Elaine is marching up and down through the house, booming orders. We have had the doctor. He is a zombie like the men on the train, a soft gray one in a striped suit. The vicar has just arrived. He is Phyllis West's bachelor brother. I don't think he is a zombie, but I think he doesn't understand.

Mum and I have been flying about looking after Aunt Maria, obeying Elaine's orders, clearing up, and making half a hundred more cups of tea for everyone. While I was kneeling in the dining room with a bucket and cloth, washing the tea Chris spilled out of the carpet, the zombie doctor came and spoke to me. He crouched down beside me. He is a soft and considerate zombie. “Tell me,” he said. “You were here. Was there really a dog?”

I looked at my hands all brown and shiny with tea. “She didn't just imagine it, if that's what you think,” I said. “It was … a sort of Alsatian.”

“Thank you,” he said. “I know you're very busy, but would you mind going to the drugstore with this prescription? Now, before he shuts.”

So I wiped off the tea and took the prescription. I looked at it first. He is Dr. Bailey. That part was printed but the rest of it was in doctor writing and I couldn't read a word. The druggist is A. C. Taylor. It said on the bottle. I think he is Adele Taylor's zombie. He is skin and bone with three streaks of hair. He knew all about it. “Terrible business,” he said. “Needs a sedative, does she? I won't keep you two minutes.” He went off into his cubbyhole that says prescriptions, smiling and humming a dull little tune. I wondered if he knew his wife had stepped on a cake. But I got bored waiting. Mr. zombie Taylor seemed to be telephoning while he counted pills. So I went to the door and tried to think.

It was dark outside by then, but I saw our old car as it shot past. It was just a glimpse, but I know now I'd know it anywhere. I stared after it and thought, What a fool I am! There
is
something I can do! Then Mr. Taylor called out that the pills were ready. I walked home feeling cross with myself. I pride myself on having ideas, but all the time we've been in Cranbury, I've been letting Chris do all the real active thinking. Perhaps it's because Chris is a year older than me. But I am not usually like this. I think it is the way everyone here takes for granted that having ideas is not women's work and not nice, somehow. In future, I swear to do better.

Chris didn't come back last night. He must have had enough in the afternoon. He'll be very hungry when he does come.
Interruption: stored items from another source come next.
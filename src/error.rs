use crate::config::ConfigError;
use thiserror::Error;

/// Top-level error type for the resconf library.
#[derive(Debug, Error)]
#[non_exhaustive]
pub enum Error {
    #[error("configuration error: {0}")]
    Config(#[from] ConfigError),
}
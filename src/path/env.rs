use std::env;
use std::path::PathBuf;

/// Platform path-list separator, as used in `PATH`-style variables.
#[cfg(windows)]
const PATH_SEPARATOR: char = ';';
#[cfg(not(windows))]
const PATH_SEPARATOR: char = ':';

/// Process-level search-path facts, exposed as plain data.
///
/// Everything the run-mode heuristic and the resource locator consume
/// comes from here, so tests and embedding hosts can inject a synthetic
/// environment instead of relying on the real process state.
#[derive(Debug, Clone)]
pub struct PathEnvironment {
    search_paths: Vec<String>,
    work_dir: PathBuf,
    launch_command: String,
    archive_extension: String,
}

impl PathEnvironment {
    /// Creates an environment from explicit values.
    pub fn new(
        search_paths: Vec<String>,
        work_dir: impl Into<PathBuf>,
        launch_command: impl Into<String>,
    ) -> Self {
        Self {
            search_paths,
            work_dir: work_dir.into(),
            launch_command: launch_command.into(),
            archive_extension: "zip".to_string(),
        }
    }

    /// Reads the environment from the running process.
    ///
    /// The search-path list comes from the environment variable named by
    /// `path_var`, split on the platform path separator. The launch
    /// command is the process argument list joined with spaces; it is
    /// best-effort input for the packaged-mode heuristic, nothing more.
    pub fn from_process(path_var: &str) -> Self {
        let raw = env::var(path_var).unwrap_or_default();
        let search_paths = split_path_list(&raw);
        let work_dir = env::current_dir().unwrap_or_default();
        let launch_command = env::args().collect::<Vec<_>>().join(" ");
        Self::new(search_paths, work_dir, launch_command)
    }

    /// Overrides the file extension that identifies the packaged archive
    /// (and archive-type search-path entries). Defaults to `"zip"`.
    pub fn with_archive_extension(mut self, extension: impl Into<String>) -> Self {
        self.archive_extension = extension.into();
        self
    }

    /// The raw search-path list, order preserved.
    pub fn search_paths(&self) -> &[String] {
        &self.search_paths
    }

    /// The process working directory.
    pub fn work_dir(&self) -> &PathBuf {
        &self.work_dir
    }

    /// How the process was launched, as a single string.
    pub fn launch_command(&self) -> &str {
        &self.launch_command
    }

    pub fn archive_extension(&self) -> &str {
        &self.archive_extension
    }

    /// Whether a search-path entry names an archive rather than a directory.
    pub fn is_archive_entry(&self, entry: &str) -> bool {
        entry.ends_with(&self.archive_extension)
    }
}

fn split_path_list(raw: &str) -> Vec<String> {
    raw.split(PATH_SEPARATOR)
        .filter(|part| !part.is_empty())
        .map(str::to_string)
        .collect()
}

#[cfg(test)]
mod tests {
    use super::*;
    use std::sync::{Mutex, OnceLock};

    // Serializes tests that touch process environment variables.
    static ENV_LOCK: OnceLock<Mutex<()>> = OnceLock::new();

    #[test]
    fn test_split_path_list_drops_empty_segments() {
        let paths = split_path_list(&format!(
            "lib{sep}{sep}conf{sep}",
            sep = PATH_SEPARATOR
        ));
        assert_eq!(paths, vec!["lib".to_string(), "conf".to_string()]);
    }

    #[test]
    fn test_split_path_list_empty_input() {
        assert!(split_path_list("").is_empty());
    }

    #[test]
    fn test_from_process_reads_path_variable() {
        let _guard = ENV_LOCK.get_or_init(|| Mutex::new(())).lock().unwrap();
        std::env::set_var(
            "RESCONF_TEST_PATH",
            format!("a{sep}b", sep = PATH_SEPARATOR),
        );

        let env = PathEnvironment::from_process("RESCONF_TEST_PATH");
        assert_eq!(env.search_paths(), &["a".to_string(), "b".to_string()]);
        assert!(!env.launch_command().is_empty());

        std::env::remove_var("RESCONF_TEST_PATH");
    }

    #[test]
    fn test_from_process_missing_variable_yields_empty_list() {
        let _guard = ENV_LOCK.get_or_init(|| Mutex::new(())).lock().unwrap();
        std::env::remove_var("RESCONF_TEST_PATH_MISSING");

        let env = PathEnvironment::from_process("RESCONF_TEST_PATH_MISSING");
        assert!(env.search_paths().is_empty());
    }

    #[test]
    fn test_archive_entry_detection() {
        let env = PathEnvironment::new(vec![], "/tmp", "");
        assert!(env.is_archive_entry("bundle/app.zip"));
        assert!(!env.is_archive_entry("conf"));

        let env = env.with_archive_extension("pak");
        assert!(env.is_archive_entry("app.pak"));
        assert!(!env.is_archive_entry("app.zip"));
    }
}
I left the window of his room open when I went to bed. Mum went to sleep quickly, with Lavinia round her neck the way Aunt Maria wears her dead fox. I got up stealthily and went to Chris's room. I am not afraid of ghosts anymore. I got into Chris's bed and went to sleep there. If Mum asked, I was going to say that Chris's bed was empty, so why should I share? But she didn't even ask in the morning. She seems to be slowly forgetting Chris exists.

I had the dream again. I remember now that Chris said the ghost brought dreams. I looked up where I wrote it down. It was as bad as last time, only realler somehow. I could feel the clammy clods of earth round me when I tried to move. This time I tried to believe I was Chris sleeping in the cold woods among the goblin trees. But I could tell, somehow, that they were a different kind of trees growing on top of me, lighter and bushier. And I fought to get out harder than ever.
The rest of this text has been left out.